What you need to know about student loans.
Student loan relief has been a staple of the Trump administration’s campaign promises, but the plan has been stalled in Congress.
Here’s what you need know about it.
(Jenny Starrs/The Washington Post) What you can do to save student loan paymentsTrump has proposed eliminating interest rate caps, which he has described as “worse than the Bush tax cuts.”
He has also proposed lowering the standard deduction, making it more difficult for many Americans to deduct interest payments from their federal income taxes.
“The Trump administration is attempting to impose a 20 percent tax on American families,” Trump said in a statement.
“The only thing worse than the tax cuts for the rich, it is their plan to eliminate interest rates.
The only thing better is to give us our money back and put a stop to the fraud that the President has been committing.”
But Senate Democrats have been slow to move forward with the bill.
The Senate has not passed a budget since last fall.
And the House of Representatives has not taken up the bill in full.
That means the legislation, if it reaches the Senate, would have to go through the House first before moving to the Senate.
The plan was originally introduced in March and would have offered a $25,000 relief payment to students who had been underwater on their federal student loans over the last two years.

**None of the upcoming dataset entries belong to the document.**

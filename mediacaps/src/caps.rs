//! Per-(codec, media type) capability aggregate and format matcher.
//!
//! A [`CodecCapabilities`] owns exactly one of audio or video capabilities
//! (by media-type family) plus encoder capabilities when the codec is an
//! encoder, together with the declared profile/level list, color formats,
//! feature flags and the diagnostic flags accumulated during construction.
//! [`CodecCapabilities::supports_format`] is the negotiation entry point:
//! unsupported configurations come back as `false`, errors are reserved
//! for malformed queries.

use crate::audio::AudioCapabilities;
use crate::encoder::EncoderCapabilities;
use crate::mime;
use crate::profile::ProfileLevel;
use crate::video::VideoCapabilities;
use mediacaps_core::format::keys;
use mediacaps_core::{FormatMap, Range, Result};

pub use crate::levels::ErrorFlags;

const DEFAULT_MAX_SUPPORTED_INSTANCES: i64 = 32;
const MAX_SUPPORTED_INSTANCES_LIMIT: Range<i64> = Range::new_unchecked(1, 256);

/// A named codec feature a component can support and possibly require.
#[derive(Debug, Clone, Copy)]
pub struct Feature {
    /// Name as it appears after the `feature-` key prefix.
    pub name: &'static str,
    /// Whether a codec requiring this feature still counts as a regular
    /// codec.
    pub default: bool,
    value: u32,
}

impl Feature {
    const fn new(name: &'static str, bit: u32, default: bool) -> Self {
        Self {
            name,
            default,
            value: 1 << bit,
        }
    }
}

/// Features meaningful for decoders.
pub const DECODER_FEATURES: &[Feature] = &[
    Feature::new("adaptive-playback", 0, true),
    Feature::new("secure-playback", 1, false),
    Feature::new("tunneled-playback", 2, false),
    Feature::new("dynamic-timestamp", 3, false),
    Feature::new("frame-parsing", 4, false),
    Feature::new("multiple-frames", 5, false),
    Feature::new("partial-frame", 6, false),
    Feature::new("low-latency", 7, false),
];

/// Features meaningful for encoders.
pub const ENCODER_FEATURES: &[Feature] = &[
    Feature::new("intra-refresh", 0, false),
    Feature::new("qp-bounds", 1, false),
    Feature::new("dynamic-timestamp", 2, false),
    Feature::new("multiple-frames", 3, false),
];

/// Whether the effective bitrate of a candidate format, the larger of its
/// average and max bitrate keys, lies in `bitrate_range`. Formats without
/// a positive bitrate pass.
pub(crate) fn supports_bitrate(bitrate_range: &Range<i32>, format: &FormatMap) -> bool {
    let bitrate = format.get_int(keys::BITRATE);
    let max_bitrate = format.get_int(keys::MAX_BITRATE);
    let effective = match (bitrate, max_bitrate) {
        (Some(b), Some(m)) => Some(b.max(m)),
        (b, m) => b.or(m),
    };
    match effective {
        Some(b) if b > 0 => bitrate_range.contains(b.min(i32::MAX as i64) as i32),
        _ => true,
    }
}

/// The aggregated capabilities of one codec for one media type.
#[derive(Debug, Clone)]
pub struct CodecCapabilities {
    mime_type: String,
    is_encoder: bool,
    profile_levels: Vec<ProfileLevel>,
    color_formats: Vec<i32>,
    flags_supported: u32,
    flags_required: u32,
    errors: ErrorFlags,
    max_supported_instances: i32,
    audio_caps: Option<AudioCapabilities>,
    video_caps: Option<VideoCapabilities>,
    encoder_caps: Option<EncoderCapabilities>,
}

impl CodecCapabilities {
    /// Aggregate the capabilities for `mime_type` from the declared
    /// profile/level list, color formats and raw attribute map.
    /// Unrecognized or unsupported declarations are absorbed into internal
    /// diagnostics; only malformed attribute values fail.
    pub fn new(
        mime_type: &str,
        is_encoder: bool,
        profile_levels: Vec<ProfileLevel>,
        color_formats: Vec<i32>,
        attrs: &FormatMap,
    ) -> Result<Self> {
        let mut errors = ErrorFlags::empty();
        let mut audio_caps = None;
        let mut video_caps = None;
        if mime::is_video(mime_type) {
            let (caps, flags) = VideoCapabilities::new(mime_type, &profile_levels, attrs)?;
            video_caps = Some(caps);
            errors |= flags;
        } else if mime::is_audio(mime_type) {
            let (caps, flags) = AudioCapabilities::new(mime_type, attrs)?;
            audio_caps = Some(caps);
            errors |= flags;
        }
        let encoder_caps = if is_encoder {
            Some(EncoderCapabilities::new(mime_type, attrs)?)
        } else {
            None
        };

        let mut flags_supported = 0u32;
        let mut flags_required = 0u32;
        for feat in valid_features(is_encoder) {
            let key = format!("{}{}", keys::FEATURE_PREFIX, feat.name);
            if let Some(value) = attrs.get_int(&key) {
                flags_supported |= feat.value;
                if value > 0 {
                    flags_required |= feat.value;
                }
            }
        }

        let max_supported_instances = MAX_SUPPORTED_INSTANCES_LIMIT.clamp(
            attrs
                .get_int(keys::MAX_CONCURRENT_INSTANCES)
                .unwrap_or(DEFAULT_MAX_SUPPORTED_INSTANCES),
        ) as i32;

        Ok(Self {
            mime_type: mime_type.to_string(),
            is_encoder,
            profile_levels,
            color_formats,
            flags_supported,
            flags_required,
            errors,
            max_supported_instances,
            audio_caps,
            video_caps,
            encoder_caps,
        })
    }

    /// Capabilities validated for a single (profile, level) pair. `None`
    /// when the pair is not fully recognized and supported for
    /// `mime_type`.
    pub fn create_from_profile_level(
        mime_type: &str,
        profile: i32,
        level: i32,
    ) -> Option<Self> {
        let pl = ProfileLevel::new(profile, level);
        match Self::new(mime_type, true, vec![pl], Vec::new(), &FormatMap::new()) {
            Ok(caps) if caps.errors.is_empty() => Some(caps),
            _ => None,
        }
    }

    /// Media type these capabilities describe.
    pub fn mime_type(&self) -> &str {
        &self.mime_type
    }

    /// Whether the codec is an encoder.
    pub fn is_encoder(&self) -> bool {
        self.is_encoder
    }

    /// Declared profile/level pairs.
    pub fn profile_levels(&self) -> &[ProfileLevel] {
        &self.profile_levels
    }

    /// Mutable access to the profile/level pairs. Mutate only a private
    /// copy obtained via [`dup`](Self::dup); the canonical instance held by
    /// a [`CodecInfo`](crate::CodecInfo) is never handed out mutably.
    pub fn profile_levels_mut(&mut self) -> &mut Vec<ProfileLevel> {
        &mut self.profile_levels
    }

    /// Supported color formats.
    pub fn color_formats(&self) -> &[i32] {
        &self.color_formats
    }

    /// Mutable access to the color formats; same contract as
    /// [`profile_levels_mut`](Self::profile_levels_mut).
    pub fn color_formats_mut(&mut self) -> &mut Vec<i32> {
        &mut self.color_formats
    }

    /// Video capabilities, for video media types.
    pub fn video_capabilities(&self) -> Option<&VideoCapabilities> {
        self.video_caps.as_ref()
    }

    /// Audio capabilities, for audio media types.
    pub fn audio_capabilities(&self) -> Option<&AudioCapabilities> {
        self.audio_caps.as_ref()
    }

    /// Encoder capabilities, for encoders.
    pub fn encoder_capabilities(&self) -> Option<&EncoderCapabilities> {
        self.encoder_caps.as_ref()
    }

    /// Maximum number of concurrent codec instances.
    pub fn max_supported_instances(&self) -> i32 {
        self.max_supported_instances
    }

    pub(crate) fn error_flags(&self) -> ErrorFlags {
        self.errors
    }

    /// The feature table that applies to this codec kind,
    /// [`DECODER_FEATURES`] or [`ENCODER_FEATURES`].
    pub fn valid_features(&self) -> &'static [Feature] {
        valid_features(self.is_encoder)
    }

    /// Whether the codec supports the named feature.
    pub fn is_feature_supported(&self, name: &str) -> bool {
        self.feature_bit(name)
            .is_some_and(|bit| self.flags_supported & bit != 0)
    }

    /// Whether the codec cannot be used without the named feature.
    pub fn is_feature_required(&self, name: &str) -> bool {
        self.feature_bit(name)
            .is_some_and(|bit| self.flags_required & bit != 0)
    }

    /// Whether every feature the codec requires is a default feature.
    pub(crate) fn is_regular(&self) -> bool {
        valid_features(self.is_encoder)
            .iter()
            .all(|feat| feat.default || self.flags_required & feat.value == 0)
    }

    /// Deep copy whose mutable arrays the caller may freely edit.
    pub fn dup(&self) -> Self {
        self.clone()
    }

    fn feature_bit(&self, name: &str) -> Option<u32> {
        valid_features(self.is_encoder)
            .iter()
            .find(|feat| feat.name == name)
            .map(|feat| feat.value)
    }

    /// Whether the declared profile/level list covers `profile` at
    /// `level`. Level implication is monotonic except for the documented
    /// exceptions: H.263 level 45 implies only level 10, MPEG-4 level 1
    /// implies only level 0, and HEVC high-tier levels are satisfied only
    /// by other high-tier declarations.
    pub fn supports_profile_level(&self, profile: i32, level: Option<i32>) -> bool {
        for pl in &self.profile_levels {
            if pl.profile != profile {
                continue;
            }
            // AAC profiles are not leveled
            let Some(level) = level else { return true };
            if mime::equals(&self.mime_type, mime::AUDIO_AAC) {
                return true;
            }
            if mime::equals(&self.mime_type, mime::VIDEO_H263)
                && pl.level != level
                && pl.level == crate::profile::h263::LEVEL_45
                && level > crate::profile::h263::LEVEL_10
            {
                continue;
            }
            if mime::equals(&self.mime_type, mime::VIDEO_MPEG4)
                && pl.level != level
                && pl.level == crate::profile::mpeg4::LEVEL_1
                && level > crate::profile::mpeg4::LEVEL_0
            {
                continue;
            }
            if mime::equals(&self.mime_type, mime::VIDEO_HEVC) {
                let supports_high_tier = crate::levels::hevc::is_high_tier(pl.level);
                let checking_high_tier = crate::levels::hevc::is_high_tier(level);
                if checking_high_tier && !supports_high_tier {
                    continue;
                }
            }
            if pl.level >= level {
                return true;
            }
        }
        false
    }

    /// Whether the codec supports a candidate format. Unsupported
    /// configurations return `Ok(false)`; errors are reserved for
    /// malformed queries such as conflicting alias keys.
    pub fn supports_format(&self, format: &FormatMap) -> Result<bool> {
        if let Some(format_mime) = format.get_str(keys::MIME) {
            if !mime::equals(format_mime, &self.mime_type) {
                return Ok(false);
            }
        }
        if self.errors.contains(ErrorFlags::NONE_SUPPORTED) {
            // nothing the codec declared was recognized as supported and no
            // override widened the limits
            return Ok(false);
        }

        for key in format.keys() {
            let Some(name) = key.strip_prefix(keys::FEATURE_PREFIX) else {
                continue;
            };
            let Some(value) = format.get_int(key) else {
                continue;
            };
            if value > 0 && !self.is_feature_supported(name) {
                return Ok(false);
            }
            if value == 0 && self.is_feature_required(name) {
                return Ok(false);
            }
        }

        let profile = format.get_int(keys::PROFILE).map(|v| v as i32);
        let level = format.get_int(keys::LEVEL).map(|v| v as i32);
        if let Some(profile) = profile {
            if !self.supports_profile_level(profile, level) {
                return Ok(false);
            }
            // validate against the most permissive level the codec declares
            // for this profile, so a profile claim cannot smuggle in a
            // resolution or bitrate that level cannot sustain
            let mut max_level = 0;
            for pl in &self.profile_levels {
                if pl.profile == profile && pl.level > max_level {
                    // level 45 only implies level 10
                    if !mime::equals(&self.mime_type, mime::VIDEO_H263)
                        || pl.level != crate::profile::h263::LEVEL_45
                        || max_level == crate::profile::h263::LEVEL_10
                    {
                        max_level = pl.level;
                    }
                }
            }
            if let Some(level_caps) =
                Self::create_from_profile_level(&self.mime_type, profile, max_level)
            {
                // strip the profile key so the recursion terminates
                if !level_caps.supports_format(&format.without(keys::PROFILE))? {
                    return Ok(false);
                }
            }
        }

        if let Some(audio) = &self.audio_caps {
            if !audio.supports_format(format) {
                return Ok(false);
            }
        }
        if let Some(video) = &self.video_caps {
            if !video.supports_format(format) {
                return Ok(false);
            }
        }
        if let Some(encoder) = &self.encoder_caps {
            if !encoder.supports_format(&self.mime_type, format)? {
                return Ok(false);
            }
        }
        Ok(true)
    }
}

fn valid_features(is_encoder: bool) -> &'static [Feature] {
    if is_encoder {
        ENCODER_FEATURES
    } else {
        DECODER_FEATURES
    }
}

It also would have extended a $4,000 repayment limit for borrowers who had more than $100,000 in outstanding student loan balances.
The legislation had a bipartisan support in Congress, but Republican Sen. Lindsey Graham of South Carolina and Democratic Sen. Elizabeth Warren of Massachusetts led opposition to the legislation and the Trump White House announced it was no longer a priority for the president.
Trump has said that he is “furious” about the proposed cuts, but he has said he would consider them if they were approved by Congress.
He has not said whether he would sign off on the bill if it passes the Senate and goes to his desk.